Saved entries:

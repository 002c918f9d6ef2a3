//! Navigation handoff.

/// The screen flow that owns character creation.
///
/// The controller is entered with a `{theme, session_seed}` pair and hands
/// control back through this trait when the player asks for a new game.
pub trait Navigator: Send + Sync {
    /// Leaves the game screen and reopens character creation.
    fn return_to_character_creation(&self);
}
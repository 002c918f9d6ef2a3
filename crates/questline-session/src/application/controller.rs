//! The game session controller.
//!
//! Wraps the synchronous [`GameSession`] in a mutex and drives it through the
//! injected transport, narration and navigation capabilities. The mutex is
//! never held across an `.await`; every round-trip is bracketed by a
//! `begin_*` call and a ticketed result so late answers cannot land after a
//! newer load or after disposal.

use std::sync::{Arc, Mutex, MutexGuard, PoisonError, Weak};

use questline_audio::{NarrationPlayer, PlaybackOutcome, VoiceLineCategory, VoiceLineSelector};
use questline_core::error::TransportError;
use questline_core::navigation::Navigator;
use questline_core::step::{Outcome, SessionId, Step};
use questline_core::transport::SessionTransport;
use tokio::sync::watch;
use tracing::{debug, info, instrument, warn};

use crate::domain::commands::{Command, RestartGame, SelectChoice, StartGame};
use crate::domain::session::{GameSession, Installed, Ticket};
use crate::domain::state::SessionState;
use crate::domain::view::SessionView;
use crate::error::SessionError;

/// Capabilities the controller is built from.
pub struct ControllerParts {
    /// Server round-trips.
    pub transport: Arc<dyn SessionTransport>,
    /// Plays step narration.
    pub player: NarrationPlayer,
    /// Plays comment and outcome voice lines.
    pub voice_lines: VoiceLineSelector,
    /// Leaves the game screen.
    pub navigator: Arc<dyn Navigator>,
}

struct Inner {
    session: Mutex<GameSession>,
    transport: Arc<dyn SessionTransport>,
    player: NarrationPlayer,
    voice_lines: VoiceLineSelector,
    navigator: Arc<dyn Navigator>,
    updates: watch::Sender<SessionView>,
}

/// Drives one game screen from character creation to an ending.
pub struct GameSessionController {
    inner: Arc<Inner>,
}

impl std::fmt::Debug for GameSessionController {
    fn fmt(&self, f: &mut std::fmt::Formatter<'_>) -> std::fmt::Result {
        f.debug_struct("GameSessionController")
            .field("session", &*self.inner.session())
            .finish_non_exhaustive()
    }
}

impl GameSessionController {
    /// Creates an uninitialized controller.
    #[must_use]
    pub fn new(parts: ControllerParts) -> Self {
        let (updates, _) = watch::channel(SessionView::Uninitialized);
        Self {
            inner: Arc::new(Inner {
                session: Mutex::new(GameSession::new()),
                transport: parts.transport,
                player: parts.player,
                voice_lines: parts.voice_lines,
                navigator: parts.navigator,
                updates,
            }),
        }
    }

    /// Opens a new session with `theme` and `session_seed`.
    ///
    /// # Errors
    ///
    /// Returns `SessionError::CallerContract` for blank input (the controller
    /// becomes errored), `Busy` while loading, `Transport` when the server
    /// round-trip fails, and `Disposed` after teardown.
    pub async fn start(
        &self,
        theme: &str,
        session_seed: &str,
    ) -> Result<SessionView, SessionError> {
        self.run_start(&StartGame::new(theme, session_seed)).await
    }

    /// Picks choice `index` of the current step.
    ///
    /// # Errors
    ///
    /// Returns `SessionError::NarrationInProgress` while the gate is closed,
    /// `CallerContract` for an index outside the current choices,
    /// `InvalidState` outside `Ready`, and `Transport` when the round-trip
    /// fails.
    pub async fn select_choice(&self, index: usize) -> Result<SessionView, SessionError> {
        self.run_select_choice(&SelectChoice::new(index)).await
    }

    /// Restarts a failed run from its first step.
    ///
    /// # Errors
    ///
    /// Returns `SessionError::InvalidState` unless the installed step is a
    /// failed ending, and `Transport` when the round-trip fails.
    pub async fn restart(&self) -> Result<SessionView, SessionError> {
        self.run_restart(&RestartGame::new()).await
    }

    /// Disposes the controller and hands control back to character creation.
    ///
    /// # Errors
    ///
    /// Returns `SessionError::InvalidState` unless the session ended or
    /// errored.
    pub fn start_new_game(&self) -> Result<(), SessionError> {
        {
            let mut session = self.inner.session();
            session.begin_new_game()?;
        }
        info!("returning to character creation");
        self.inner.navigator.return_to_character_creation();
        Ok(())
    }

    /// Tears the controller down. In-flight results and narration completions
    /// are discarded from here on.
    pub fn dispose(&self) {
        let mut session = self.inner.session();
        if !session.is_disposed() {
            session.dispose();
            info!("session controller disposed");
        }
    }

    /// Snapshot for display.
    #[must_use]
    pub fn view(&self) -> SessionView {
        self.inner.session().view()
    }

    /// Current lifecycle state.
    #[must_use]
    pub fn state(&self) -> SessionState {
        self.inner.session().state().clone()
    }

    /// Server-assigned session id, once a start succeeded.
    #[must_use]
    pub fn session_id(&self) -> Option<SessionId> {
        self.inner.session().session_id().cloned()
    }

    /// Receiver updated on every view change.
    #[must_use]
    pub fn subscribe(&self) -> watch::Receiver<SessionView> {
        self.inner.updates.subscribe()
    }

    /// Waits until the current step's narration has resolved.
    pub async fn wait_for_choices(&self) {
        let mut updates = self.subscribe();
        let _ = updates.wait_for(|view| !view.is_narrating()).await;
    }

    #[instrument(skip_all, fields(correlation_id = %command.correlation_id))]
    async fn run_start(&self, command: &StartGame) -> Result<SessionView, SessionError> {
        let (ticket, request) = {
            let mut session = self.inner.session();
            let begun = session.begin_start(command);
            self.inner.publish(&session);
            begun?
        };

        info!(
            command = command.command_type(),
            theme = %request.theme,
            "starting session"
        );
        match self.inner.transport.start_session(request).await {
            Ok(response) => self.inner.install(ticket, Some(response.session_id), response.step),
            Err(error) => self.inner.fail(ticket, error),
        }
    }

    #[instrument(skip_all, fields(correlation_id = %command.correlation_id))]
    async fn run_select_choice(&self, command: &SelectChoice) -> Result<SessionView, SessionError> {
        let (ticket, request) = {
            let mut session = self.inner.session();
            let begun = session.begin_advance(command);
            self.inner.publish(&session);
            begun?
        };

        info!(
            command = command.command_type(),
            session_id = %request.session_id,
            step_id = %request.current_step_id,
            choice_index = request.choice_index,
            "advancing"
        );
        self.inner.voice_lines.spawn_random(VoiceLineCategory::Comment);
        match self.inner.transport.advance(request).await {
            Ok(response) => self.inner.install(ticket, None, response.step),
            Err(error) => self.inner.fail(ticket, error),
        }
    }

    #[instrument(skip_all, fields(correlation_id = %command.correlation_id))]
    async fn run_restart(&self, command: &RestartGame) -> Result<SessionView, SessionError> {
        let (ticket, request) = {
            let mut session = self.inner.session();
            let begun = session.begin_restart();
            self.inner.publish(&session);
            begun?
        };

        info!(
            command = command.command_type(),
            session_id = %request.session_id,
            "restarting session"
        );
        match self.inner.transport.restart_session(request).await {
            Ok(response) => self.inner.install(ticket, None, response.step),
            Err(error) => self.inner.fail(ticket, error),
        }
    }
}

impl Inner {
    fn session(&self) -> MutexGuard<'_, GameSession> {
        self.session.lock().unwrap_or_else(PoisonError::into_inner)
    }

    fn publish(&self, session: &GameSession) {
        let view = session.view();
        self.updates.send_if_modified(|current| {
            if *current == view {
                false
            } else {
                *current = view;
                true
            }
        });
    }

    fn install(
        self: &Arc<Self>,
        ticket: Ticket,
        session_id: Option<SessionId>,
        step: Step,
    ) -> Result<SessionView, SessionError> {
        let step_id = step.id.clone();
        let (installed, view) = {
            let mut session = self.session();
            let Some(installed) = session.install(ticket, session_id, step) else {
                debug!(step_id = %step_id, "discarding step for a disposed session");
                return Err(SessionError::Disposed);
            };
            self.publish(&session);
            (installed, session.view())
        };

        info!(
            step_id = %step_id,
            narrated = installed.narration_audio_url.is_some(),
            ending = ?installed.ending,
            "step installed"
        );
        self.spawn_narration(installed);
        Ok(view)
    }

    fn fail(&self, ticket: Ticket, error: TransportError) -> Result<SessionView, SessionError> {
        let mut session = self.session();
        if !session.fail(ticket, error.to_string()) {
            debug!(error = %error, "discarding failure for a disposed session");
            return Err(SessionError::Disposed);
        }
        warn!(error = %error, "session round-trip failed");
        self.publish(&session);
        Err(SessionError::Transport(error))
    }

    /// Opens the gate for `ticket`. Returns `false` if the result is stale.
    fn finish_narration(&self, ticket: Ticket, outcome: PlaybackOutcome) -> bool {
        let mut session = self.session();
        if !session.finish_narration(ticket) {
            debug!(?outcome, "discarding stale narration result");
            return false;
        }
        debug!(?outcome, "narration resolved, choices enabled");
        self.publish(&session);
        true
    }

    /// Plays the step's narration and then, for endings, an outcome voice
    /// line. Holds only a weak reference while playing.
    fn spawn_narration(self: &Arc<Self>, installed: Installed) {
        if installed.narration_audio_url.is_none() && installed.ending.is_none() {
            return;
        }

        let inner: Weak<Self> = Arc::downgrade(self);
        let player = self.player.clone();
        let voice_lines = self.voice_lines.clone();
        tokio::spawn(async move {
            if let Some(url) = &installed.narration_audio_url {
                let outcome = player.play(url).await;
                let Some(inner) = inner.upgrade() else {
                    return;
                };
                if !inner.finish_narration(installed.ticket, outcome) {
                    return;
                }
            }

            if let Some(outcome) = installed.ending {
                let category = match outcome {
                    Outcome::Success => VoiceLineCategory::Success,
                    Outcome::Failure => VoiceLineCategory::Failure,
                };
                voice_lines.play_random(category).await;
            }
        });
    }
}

* * *

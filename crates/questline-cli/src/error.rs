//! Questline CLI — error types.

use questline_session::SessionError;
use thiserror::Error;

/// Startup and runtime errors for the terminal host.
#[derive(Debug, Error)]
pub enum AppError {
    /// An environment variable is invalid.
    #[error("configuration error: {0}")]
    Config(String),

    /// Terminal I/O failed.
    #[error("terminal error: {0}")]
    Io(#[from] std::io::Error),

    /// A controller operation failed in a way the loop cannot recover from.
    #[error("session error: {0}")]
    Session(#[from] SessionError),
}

Task instructions - Look for the word "through". Copy out every line of the data that has it.

Task solution -
/// control back through this trait when the player asks for a new game.
//! Wraps the synchronous [`GameSession`] in a mutex and drives it through the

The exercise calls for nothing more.